:: Required action ::
A complete, exact copy of the records is needed here.
──────
//! Delivery of a finished graph to its destination
//!
//! Exactly one of three things happens to the graph: it replaces the state of
//! an existing sink, it seeds a newly constructed sink, or no sink takes it.
//! The callback, when present, runs last and sees the sink if there is one,
//! otherwise the bare graph.

use super::traits::GraphSink;
use crate::graph::Graph;
use tracing::debug;

/// Where a graph goes
pub enum Destination<'a, S: GraphSink> {
    /// Replace the graph held by this sink
    Existing(&'a mut S),
    /// Construct a new sink from this configuration
    Config(S::Config),
    /// No sink; only the callback (if any) sees the graph
    None,
}

/// What a delivery callback is handed
#[derive(Debug)]
pub enum Delivered<'a, S> {
    Sink(&'a S),
    Graph(&'a Graph),
}

/// Callback run after delivery
pub type Callback<'a, S> = Box<dyn FnOnce(Delivered<'_, S>) + 'a>;

/// Outcome of a delivery
#[derive(Debug)]
pub enum Delivery<S> {
    /// The existing sink now holds the graph
    Updated,
    /// A new sink was constructed around the graph
    Created(S),
    /// No sink took the graph; it is handed back
    Detached(Graph),
}

impl<S> Delivery<S> {
    pub fn into_sink(self) -> Option<S> {
        match self {
            Self::Created(sink) => Some(sink),
            _ => None,
        }
    }

    pub fn into_graph(self) -> Option<Graph> {
        match self {
            Self::Detached(graph) => Some(graph),
            _ => None,
        }
    }
}

/// Hand `graph` to `destination`, then run `callback`
pub fn deliver<S: GraphSink>(
    graph: Graph,
    destination: Destination<'_, S>,
    callback: Option<Callback<'_, S>>,
) -> Delivery<S> {
    match destination {
        Destination::Existing(sink) => {
            debug!(
                nodes = graph.node_count(),
                edges = graph.edge_count(),
                "replacing sink graph"
            );
            sink.clear();
            sink.read(graph);
            if let Some(callback) = callback {
                callback(Delivered::Sink(&*sink));
            }
            Delivery::Updated
        }
        Destination::Config(config) => {
            debug!(nodes = graph.node_count(), edges = graph.edge_count(), "constructing sink");
            let sink = S::from_config(config, graph);
            if let Some(callback) = callback {
                callback(Delivered::Sink(&sink));
            }
            Delivery::Created(sink)
        }
        Destination::None => {
            debug!(
                nodes = graph.node_count(),
                edges = graph.edge_count(),
                "no sink, graph detached"
            );
            if let Some(callback) = callback {
                callback(Delivered::Graph(&graph));
            }
            Delivery::Detached(graph)
        }
    }
}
──────
:: Exercise output ::
//! Delivery of a finished graph to its destination
//!
//! Exactly one of three things happens to the graph: it replaces the state of
//! an existing sink, it seeds a newly constructed sink, or no sink takes it.
//! The callback, when present, runs last and sees the sink if there is one,
//! otherwise the bare graph.

use super::traits::GraphSink;
use crate::graph::Graph;
use tracing::debug;

/// Where a graph goes
pub enum Destination<'a, S: GraphSink> {
    /// Replace the graph held by this sink
    Existing(&'a mut S),
    /// Construct a new sink from this configuration
    Config(S::Config),
    /// No sink; only the callback (if any) sees the graph
    None,
}

/// What a delivery callback is handed
#[derive(Debug)]
pub enum Delivered<'a, S> {
    Sink(&'a S),
    Graph(&'a Graph),
}

/// Callback run after delivery
pub type Callback<'a, S> = Box<dyn FnOnce(Delivered<'_, S>) + 'a>;

/// Outcome of a delivery
#[derive(Debug)]
pub enum Delivery<S> {
    /// The existing sink now holds the graph
    Updated,
    /// A new sink was constructed around the graph
    Created(S),
    /// No sink took the graph; it is handed back
    Detached(Graph),
}

impl<S> Delivery<S> {
    pub fn into_sink(self) -> Option<S> {
        match self {
            Self::Created(sink) => Some(sink),
            _ => None,
        }
    }

    pub fn into_graph(self) -> Option<Graph> {
        match self {
            Self::Detached(graph) => Some(graph),
            _ => None,
        }
    }
}

/// Hand `graph` to `destination`, then run `callback`
pub fn deliver<S: GraphSink>(
    graph: Graph,
    destination: Destination<'_, S>,
    callback: Option<Callback<'_, S>>,
) -> Delivery<S> {
    match destination {
        Destination::Existing(sink) => {
            debug!(
                nodes = graph.node_count(),
                edges = graph.edge_count(),
                "replacing sink graph"
            );
            sink.clear();
            sink.read(graph);
            if let Some(callback) = callback {
                callback(Delivered::Sink(&*sink));
            }
            Delivery::Updated
        }
        Destination::Config(config) => {
            debug!(nodes = graph.node_count(), edges = graph.edge_count(), "constructing sink");
            let sink = S::from_config(config, graph);
            if let Some(callback) = callback {
                callback(Delivered::Sink(&sink));
            }
            Delivery::Created(sink)
        }
        Destination::None => {
            debug!(
                nodes = graph.node_count(),
                edges = graph.edge_count(),
                "no sink, graph detached"
            );
            if let Some(callback) = callback {
                callback(Delivered::Graph(&graph));
            }
            Delivery::Detached(graph)
        }
    }
}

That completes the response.